> [Records for this exercise]:
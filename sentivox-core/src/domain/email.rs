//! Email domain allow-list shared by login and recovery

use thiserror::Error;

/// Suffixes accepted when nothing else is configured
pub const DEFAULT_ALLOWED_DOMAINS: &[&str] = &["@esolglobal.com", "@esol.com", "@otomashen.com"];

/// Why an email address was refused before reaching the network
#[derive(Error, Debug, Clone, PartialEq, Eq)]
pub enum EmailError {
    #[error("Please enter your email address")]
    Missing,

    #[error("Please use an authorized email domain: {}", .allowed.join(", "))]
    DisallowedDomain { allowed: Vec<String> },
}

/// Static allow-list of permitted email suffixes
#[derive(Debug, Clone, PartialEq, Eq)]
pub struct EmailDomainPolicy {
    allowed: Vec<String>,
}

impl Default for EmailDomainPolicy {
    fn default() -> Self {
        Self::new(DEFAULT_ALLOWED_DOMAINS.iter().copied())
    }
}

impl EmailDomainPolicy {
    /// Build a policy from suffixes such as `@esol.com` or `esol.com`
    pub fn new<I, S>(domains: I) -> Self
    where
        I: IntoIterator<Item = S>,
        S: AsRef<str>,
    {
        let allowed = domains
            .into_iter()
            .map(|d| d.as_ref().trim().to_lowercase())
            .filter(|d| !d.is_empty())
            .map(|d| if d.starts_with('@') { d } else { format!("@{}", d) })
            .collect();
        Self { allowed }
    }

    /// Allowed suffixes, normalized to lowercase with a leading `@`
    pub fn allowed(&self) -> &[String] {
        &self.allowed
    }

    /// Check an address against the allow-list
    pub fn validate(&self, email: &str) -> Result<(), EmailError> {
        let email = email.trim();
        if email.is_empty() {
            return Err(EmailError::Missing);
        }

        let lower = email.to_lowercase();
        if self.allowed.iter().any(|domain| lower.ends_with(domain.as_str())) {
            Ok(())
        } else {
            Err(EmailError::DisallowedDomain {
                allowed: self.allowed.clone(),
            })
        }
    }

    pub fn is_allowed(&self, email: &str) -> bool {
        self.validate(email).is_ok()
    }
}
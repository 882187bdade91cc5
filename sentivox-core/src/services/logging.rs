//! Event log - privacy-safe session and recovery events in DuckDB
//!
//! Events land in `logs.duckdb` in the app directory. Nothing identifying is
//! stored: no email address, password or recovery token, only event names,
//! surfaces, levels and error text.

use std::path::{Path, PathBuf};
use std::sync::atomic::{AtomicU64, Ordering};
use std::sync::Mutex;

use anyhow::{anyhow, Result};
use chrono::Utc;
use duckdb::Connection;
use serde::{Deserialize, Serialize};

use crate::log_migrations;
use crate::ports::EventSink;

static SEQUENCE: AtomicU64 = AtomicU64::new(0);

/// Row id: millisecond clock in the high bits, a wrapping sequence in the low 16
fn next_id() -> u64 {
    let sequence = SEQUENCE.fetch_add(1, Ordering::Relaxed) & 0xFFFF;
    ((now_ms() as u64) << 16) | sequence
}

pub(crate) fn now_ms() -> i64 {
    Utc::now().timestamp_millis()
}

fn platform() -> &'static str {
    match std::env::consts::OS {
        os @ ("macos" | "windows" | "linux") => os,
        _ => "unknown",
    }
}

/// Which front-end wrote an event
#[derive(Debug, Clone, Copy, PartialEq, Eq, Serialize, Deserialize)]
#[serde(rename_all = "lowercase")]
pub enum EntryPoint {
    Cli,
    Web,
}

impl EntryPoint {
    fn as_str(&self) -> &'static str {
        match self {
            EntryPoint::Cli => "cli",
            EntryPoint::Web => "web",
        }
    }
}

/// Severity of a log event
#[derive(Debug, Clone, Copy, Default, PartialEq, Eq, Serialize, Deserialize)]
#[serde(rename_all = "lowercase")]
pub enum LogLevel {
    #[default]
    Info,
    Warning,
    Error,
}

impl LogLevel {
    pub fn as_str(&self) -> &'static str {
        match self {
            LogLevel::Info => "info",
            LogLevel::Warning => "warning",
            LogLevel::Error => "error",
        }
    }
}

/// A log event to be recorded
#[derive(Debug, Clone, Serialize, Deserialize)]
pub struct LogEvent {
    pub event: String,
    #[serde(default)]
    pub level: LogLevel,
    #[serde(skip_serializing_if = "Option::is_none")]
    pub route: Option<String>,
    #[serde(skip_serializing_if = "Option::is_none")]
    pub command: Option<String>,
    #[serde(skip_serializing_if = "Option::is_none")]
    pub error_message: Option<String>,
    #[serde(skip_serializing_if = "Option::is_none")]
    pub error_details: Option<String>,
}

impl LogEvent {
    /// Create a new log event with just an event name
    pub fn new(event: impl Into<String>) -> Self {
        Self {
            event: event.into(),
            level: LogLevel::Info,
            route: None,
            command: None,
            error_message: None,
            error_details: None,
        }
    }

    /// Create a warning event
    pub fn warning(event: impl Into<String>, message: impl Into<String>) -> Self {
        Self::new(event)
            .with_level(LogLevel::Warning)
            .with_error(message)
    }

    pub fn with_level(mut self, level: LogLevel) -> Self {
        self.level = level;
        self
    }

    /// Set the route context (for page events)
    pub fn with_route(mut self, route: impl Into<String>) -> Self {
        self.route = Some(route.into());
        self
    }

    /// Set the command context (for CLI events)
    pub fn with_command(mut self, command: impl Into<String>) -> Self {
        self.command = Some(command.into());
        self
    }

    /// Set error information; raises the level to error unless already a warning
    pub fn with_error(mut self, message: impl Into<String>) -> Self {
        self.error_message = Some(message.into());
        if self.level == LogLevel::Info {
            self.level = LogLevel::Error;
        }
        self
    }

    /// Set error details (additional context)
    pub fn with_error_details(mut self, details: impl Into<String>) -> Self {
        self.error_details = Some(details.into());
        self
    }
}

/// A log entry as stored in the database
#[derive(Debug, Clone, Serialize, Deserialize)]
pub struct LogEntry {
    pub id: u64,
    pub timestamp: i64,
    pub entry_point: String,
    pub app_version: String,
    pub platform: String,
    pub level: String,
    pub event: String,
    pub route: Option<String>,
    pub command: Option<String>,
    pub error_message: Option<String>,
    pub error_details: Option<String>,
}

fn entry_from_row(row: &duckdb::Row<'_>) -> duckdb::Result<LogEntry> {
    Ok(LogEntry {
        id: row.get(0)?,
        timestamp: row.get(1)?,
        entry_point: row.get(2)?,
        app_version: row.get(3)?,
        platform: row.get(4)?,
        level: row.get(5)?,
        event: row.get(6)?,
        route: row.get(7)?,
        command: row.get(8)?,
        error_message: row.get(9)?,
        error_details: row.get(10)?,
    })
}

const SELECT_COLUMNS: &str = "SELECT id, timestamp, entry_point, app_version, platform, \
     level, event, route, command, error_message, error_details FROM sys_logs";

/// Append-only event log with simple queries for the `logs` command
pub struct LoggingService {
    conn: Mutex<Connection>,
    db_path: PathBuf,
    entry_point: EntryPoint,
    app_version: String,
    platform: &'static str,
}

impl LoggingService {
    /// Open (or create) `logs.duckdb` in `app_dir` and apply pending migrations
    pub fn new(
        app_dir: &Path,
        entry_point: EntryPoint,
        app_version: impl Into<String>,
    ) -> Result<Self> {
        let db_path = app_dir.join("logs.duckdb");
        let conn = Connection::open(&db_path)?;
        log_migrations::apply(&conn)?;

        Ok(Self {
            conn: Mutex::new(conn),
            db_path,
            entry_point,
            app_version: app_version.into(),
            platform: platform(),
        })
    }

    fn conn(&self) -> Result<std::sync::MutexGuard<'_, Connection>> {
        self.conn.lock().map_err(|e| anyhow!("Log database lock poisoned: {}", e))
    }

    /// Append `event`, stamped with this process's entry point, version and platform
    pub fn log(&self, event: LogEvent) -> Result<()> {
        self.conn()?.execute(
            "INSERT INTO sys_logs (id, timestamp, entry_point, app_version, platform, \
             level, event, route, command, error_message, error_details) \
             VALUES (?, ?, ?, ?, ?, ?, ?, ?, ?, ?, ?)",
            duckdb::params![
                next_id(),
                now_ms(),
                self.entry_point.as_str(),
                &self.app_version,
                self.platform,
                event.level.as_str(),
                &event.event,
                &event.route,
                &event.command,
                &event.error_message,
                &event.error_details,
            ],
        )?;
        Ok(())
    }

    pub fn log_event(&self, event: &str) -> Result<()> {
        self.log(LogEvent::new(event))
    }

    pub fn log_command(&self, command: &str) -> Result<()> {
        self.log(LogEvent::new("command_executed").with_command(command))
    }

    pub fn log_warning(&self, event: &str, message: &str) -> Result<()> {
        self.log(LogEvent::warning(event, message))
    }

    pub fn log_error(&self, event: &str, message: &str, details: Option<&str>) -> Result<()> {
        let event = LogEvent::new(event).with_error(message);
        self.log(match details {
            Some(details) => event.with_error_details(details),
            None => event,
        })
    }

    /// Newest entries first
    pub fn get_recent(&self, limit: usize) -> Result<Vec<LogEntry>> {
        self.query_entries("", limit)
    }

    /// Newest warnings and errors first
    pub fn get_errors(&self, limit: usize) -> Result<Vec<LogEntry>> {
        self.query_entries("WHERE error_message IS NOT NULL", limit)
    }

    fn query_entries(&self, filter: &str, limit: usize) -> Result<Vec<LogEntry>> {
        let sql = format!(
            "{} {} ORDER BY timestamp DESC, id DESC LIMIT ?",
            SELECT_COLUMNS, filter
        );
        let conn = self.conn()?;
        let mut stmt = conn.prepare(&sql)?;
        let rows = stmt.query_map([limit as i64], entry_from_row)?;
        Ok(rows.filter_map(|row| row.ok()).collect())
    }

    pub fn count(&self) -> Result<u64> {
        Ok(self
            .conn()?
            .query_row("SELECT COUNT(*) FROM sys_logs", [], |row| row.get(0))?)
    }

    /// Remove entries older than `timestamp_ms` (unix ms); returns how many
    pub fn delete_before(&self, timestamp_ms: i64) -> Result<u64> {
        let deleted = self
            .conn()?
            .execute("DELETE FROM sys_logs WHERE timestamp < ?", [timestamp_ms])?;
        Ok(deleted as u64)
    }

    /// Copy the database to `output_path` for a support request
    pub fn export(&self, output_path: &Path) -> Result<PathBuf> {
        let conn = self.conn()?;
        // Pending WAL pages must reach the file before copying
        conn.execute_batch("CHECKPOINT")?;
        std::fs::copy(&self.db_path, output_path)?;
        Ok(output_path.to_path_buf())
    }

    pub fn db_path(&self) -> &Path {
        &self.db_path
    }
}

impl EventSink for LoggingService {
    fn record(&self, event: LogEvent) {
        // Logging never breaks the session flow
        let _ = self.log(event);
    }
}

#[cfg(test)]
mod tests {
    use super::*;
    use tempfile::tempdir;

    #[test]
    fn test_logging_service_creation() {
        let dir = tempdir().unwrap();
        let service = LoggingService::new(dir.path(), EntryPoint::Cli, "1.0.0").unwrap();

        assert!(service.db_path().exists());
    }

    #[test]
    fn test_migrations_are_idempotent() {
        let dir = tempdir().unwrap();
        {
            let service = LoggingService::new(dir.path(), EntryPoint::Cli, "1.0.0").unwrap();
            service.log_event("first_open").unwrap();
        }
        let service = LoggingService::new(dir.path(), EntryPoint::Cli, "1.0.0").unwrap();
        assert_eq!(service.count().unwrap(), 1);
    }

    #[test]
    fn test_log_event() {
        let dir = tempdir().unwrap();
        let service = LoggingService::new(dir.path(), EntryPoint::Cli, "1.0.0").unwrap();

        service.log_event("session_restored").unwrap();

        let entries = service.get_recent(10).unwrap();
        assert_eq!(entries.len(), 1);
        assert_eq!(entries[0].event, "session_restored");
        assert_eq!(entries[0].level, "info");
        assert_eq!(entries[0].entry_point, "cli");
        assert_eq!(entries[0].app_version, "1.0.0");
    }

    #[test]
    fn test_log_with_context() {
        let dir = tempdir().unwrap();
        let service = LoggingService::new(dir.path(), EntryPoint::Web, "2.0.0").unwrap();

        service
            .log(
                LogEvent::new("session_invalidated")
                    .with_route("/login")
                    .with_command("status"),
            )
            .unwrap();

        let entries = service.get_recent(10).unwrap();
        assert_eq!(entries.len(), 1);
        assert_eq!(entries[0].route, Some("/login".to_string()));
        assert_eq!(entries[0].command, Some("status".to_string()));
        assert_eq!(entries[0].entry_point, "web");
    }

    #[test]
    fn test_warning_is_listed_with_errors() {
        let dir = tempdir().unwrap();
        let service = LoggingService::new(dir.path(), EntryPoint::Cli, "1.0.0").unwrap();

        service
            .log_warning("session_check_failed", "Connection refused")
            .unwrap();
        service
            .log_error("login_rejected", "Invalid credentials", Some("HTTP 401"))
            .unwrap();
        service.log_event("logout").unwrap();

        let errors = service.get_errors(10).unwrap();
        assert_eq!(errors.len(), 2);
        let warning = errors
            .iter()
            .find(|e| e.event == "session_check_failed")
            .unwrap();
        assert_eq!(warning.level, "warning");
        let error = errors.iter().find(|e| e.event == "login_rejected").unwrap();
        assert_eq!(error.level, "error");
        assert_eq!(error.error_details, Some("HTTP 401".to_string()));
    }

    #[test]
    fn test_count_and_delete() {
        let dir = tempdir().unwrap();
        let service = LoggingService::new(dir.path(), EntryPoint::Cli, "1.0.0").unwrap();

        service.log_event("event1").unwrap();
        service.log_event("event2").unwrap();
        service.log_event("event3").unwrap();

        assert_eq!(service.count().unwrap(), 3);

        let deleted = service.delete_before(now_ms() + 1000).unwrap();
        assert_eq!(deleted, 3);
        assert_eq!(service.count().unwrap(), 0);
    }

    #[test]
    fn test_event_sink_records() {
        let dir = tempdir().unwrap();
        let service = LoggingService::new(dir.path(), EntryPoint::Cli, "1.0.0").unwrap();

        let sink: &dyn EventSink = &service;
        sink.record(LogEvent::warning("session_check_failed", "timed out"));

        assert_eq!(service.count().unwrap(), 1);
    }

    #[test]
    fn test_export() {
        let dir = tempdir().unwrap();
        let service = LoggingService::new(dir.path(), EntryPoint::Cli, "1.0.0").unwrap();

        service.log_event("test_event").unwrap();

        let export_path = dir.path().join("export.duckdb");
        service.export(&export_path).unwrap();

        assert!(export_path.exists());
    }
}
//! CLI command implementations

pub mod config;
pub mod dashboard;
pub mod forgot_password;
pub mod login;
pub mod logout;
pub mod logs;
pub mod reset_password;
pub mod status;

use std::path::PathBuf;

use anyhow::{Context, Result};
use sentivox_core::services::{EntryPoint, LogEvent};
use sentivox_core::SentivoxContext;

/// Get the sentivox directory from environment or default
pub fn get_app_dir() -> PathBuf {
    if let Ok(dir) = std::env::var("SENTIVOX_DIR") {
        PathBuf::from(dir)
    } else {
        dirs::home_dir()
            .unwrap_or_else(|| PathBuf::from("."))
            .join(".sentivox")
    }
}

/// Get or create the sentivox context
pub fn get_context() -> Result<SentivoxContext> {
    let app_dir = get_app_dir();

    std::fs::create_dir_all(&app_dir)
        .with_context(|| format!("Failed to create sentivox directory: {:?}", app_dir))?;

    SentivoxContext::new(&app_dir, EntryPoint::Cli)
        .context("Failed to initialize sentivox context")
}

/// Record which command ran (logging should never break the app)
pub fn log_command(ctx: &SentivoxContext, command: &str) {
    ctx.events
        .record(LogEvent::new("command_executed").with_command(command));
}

> [What needs to be done]: Reproduce exactly the lines above from the line with "Utc::now().timestamp_millis()" to the line with "(for page events)", including both, and add nothing.

> [Worked solution]:
    Utc::now().timestamp_millis()
}

fn platform() -> &'static str {
    match std::env::consts::OS {
        os @ ("macos" | "windows" | "linux") => os,
        _ => "unknown",
    }
}

/// Which front-end wrote an event
#[derive(Debug, Clone, Copy, PartialEq, Eq, Serialize, Deserialize)]
#[serde(rename_all = "lowercase")]
pub enum EntryPoint {
    Cli,
    Web,
}

impl EntryPoint {
    fn as_str(&self) -> &'static str {
        match self {
            EntryPoint::Cli => "cli",
            EntryPoint::Web => "web",
        }
    }
}

/// Severity of a log event
#[derive(Debug, Clone, Copy, Default, PartialEq, Eq, Serialize, Deserialize)]
#[serde(rename_all = "lowercase")]
pub enum LogLevel {
    #[default]
    Info,
    Warning,
    Error,
}

impl LogLevel {
    pub fn as_str(&self) -> &'static str {
        match self {
            LogLevel::Info => "info",
            LogLevel::Warning => "warning",
            LogLevel::Error => "error",
        }
    }
}

/// A log event to be recorded
#[derive(Debug, Clone, Serialize, Deserialize)]
pub struct LogEvent {
    pub event: String,
    #[serde(default)]
    pub level: LogLevel,
    #[serde(skip_serializing_if = "Option::is_none")]
    pub route: Option<String>,
    #[serde(skip_serializing_if = "Option::is_none")]
    pub command: Option<String>,
    #[serde(skip_serializing_if = "Option::is_none")]
    pub error_message: Option<String>,
    #[serde(skip_serializing_if = "Option::is_none")]
    pub error_details: Option<String>,
}

impl LogEvent {
    /// Create a new log event with just an event name
    pub fn new(event: impl Into<String>) -> Self {
        Self {
            event: event.into(),
            level: LogLevel::Info,
            route: None,
            command: None,
            error_message: None,
            error_details: None,
        }
    }

    /// Create a warning event
    pub fn warning(event: impl Into<String>, message: impl Into<String>) -> Self {
        Self::new(event)
            .with_level(LogLevel::Warning)
            .with_error(message)
    }

    pub fn with_level(mut self, level: LogLevel) -> Self {
        self.level = level;
        self
    }

    /// Set the route context (for page events)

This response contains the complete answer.